TASK DESCRIPTION. Each line of the entries, from the first to the line containing "pub fn as_i32(&self)", is to be transcribed exactly as it stands; include no other lines.

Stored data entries
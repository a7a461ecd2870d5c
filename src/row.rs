//! Row: the ingest-time and query-result unit (spec.md §3). Rows exist only
//! transiently — they are serialized into staging files on write and
//! reconstructed from decoded columns on query.

use std::fmt;

#[derive(Debug, Clone, PartialEq)]
pub enum ColumnValue {
    Int32(i32),
    Float64(f64),
    Str(Vec<u8>),
}

impl ColumnValue {
    pub fn as_i32(&self) -> Option<i32> {
        match self {
            ColumnValue::Int32(v) => Some(*v),
            _ => None,
        }
    }

    pub fn as_f64(&self) -> Option<f64> {
        match self {
            ColumnValue::Float64(v) => Some(*v),
            _ => None,
        }
    }
}

impl fmt::Display for ColumnValue {
    fn fmt(&self, f: &mut fmt::Formatter<'_>) -> fmt::Result {
        match self {
            ColumnValue::Int32(v) => write!(f, "{v}"),
            ColumnValue::Float64(v) => write!(f, "{v}"),
            ColumnValue::Str(v) => write!(f, "{:?}", String::from_utf8_lossy(v)),
        }
    }
}

/// A single row: shard id, millisecond timestamp, and a column-name-keyed
/// projection (never the full schema unless every column was requested).
#[derive(Debug, Clone, PartialEq)]
pub struct Row {
    pub vin_num: u16,
    pub timestamp: i64,
    pub columns: Vec<(String, ColumnValue)>,
}

impl Row {
    pub fn get(&self, name: &str) -> Option<&ColumnValue> {
        self.columns.iter().find(|(n, _)| n == name).map(|(_, v)| v)
    }
}
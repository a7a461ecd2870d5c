//! Engine configuration (SPEC_FULL.md §4.I): not part of spec.md's data
//! model, but required for any embeddable engine to know where its files
//! live and how large its conversion pool is.

use crate::shard::POOL_THREAD_NUM;
use std::path::PathBuf;

#[derive(Debug, Clone)]
pub struct EngineConfig {
    pub data_dir: PathBuf,
    pub thread_pool_size: usize,
}

impl EngineConfig {
    pub fn builder(data_dir: impl Into<PathBuf>) -> EngineConfigBuilder {
        EngineConfigBuilder {
            data_dir: data_dir.into(),
            thread_pool_size: POOL_THREAD_NUM,
        }
    }
}

pub struct EngineConfigBuilder {
    data_dir: PathBuf,
    thread_pool_size: usize,
}

impl EngineConfigBuilder {
    pub fn thread_pool_size(mut self, size: usize) -> Self {
        self.thread_pool_size = size;
        self
    }

    pub fn build(self) -> EngineConfig {
        EngineConfig {
            data_dir: self.data_dir,
            thread_pool_size: self.thread_pool_size,
        }
    }
}

#[cfg(test)]
mod tests {
    use super::*;

    #[test]
    fn defaults_thread_pool_size() {
        let cfg = EngineConfig::builder("/tmp/vehicle-tsdb").build();
        assert_eq!(cfg.thread_pool_size, POOL_THREAD_NUM);
    }

    #[test]
    fn builder_overrides_thread_pool_size() {
        let cfg = EngineConfig::builder("/tmp/vehicle-tsdb").thread_pool_size(2).build();
        assert_eq!(cfg.thread_pool_size, 2);
    }
}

OUTPUT FOR THIS TASK.
repository a7a461ecd2870d5c
filename src/row.rs
//! Row: the ingest-time and query-result unit (spec.md §3). Rows exist only
//! transiently — they are serialized into staging files on write and
//! reconstructed from decoded columns on query.

use std::fmt;

#[derive(Debug, Clone, PartialEq)]
pub enum ColumnValue {
    Int32(i32),
    Float64(f64),
    Str(Vec<u8>),
}

impl ColumnValue {
    pub fn as_i32(&self) -> Option<i32> {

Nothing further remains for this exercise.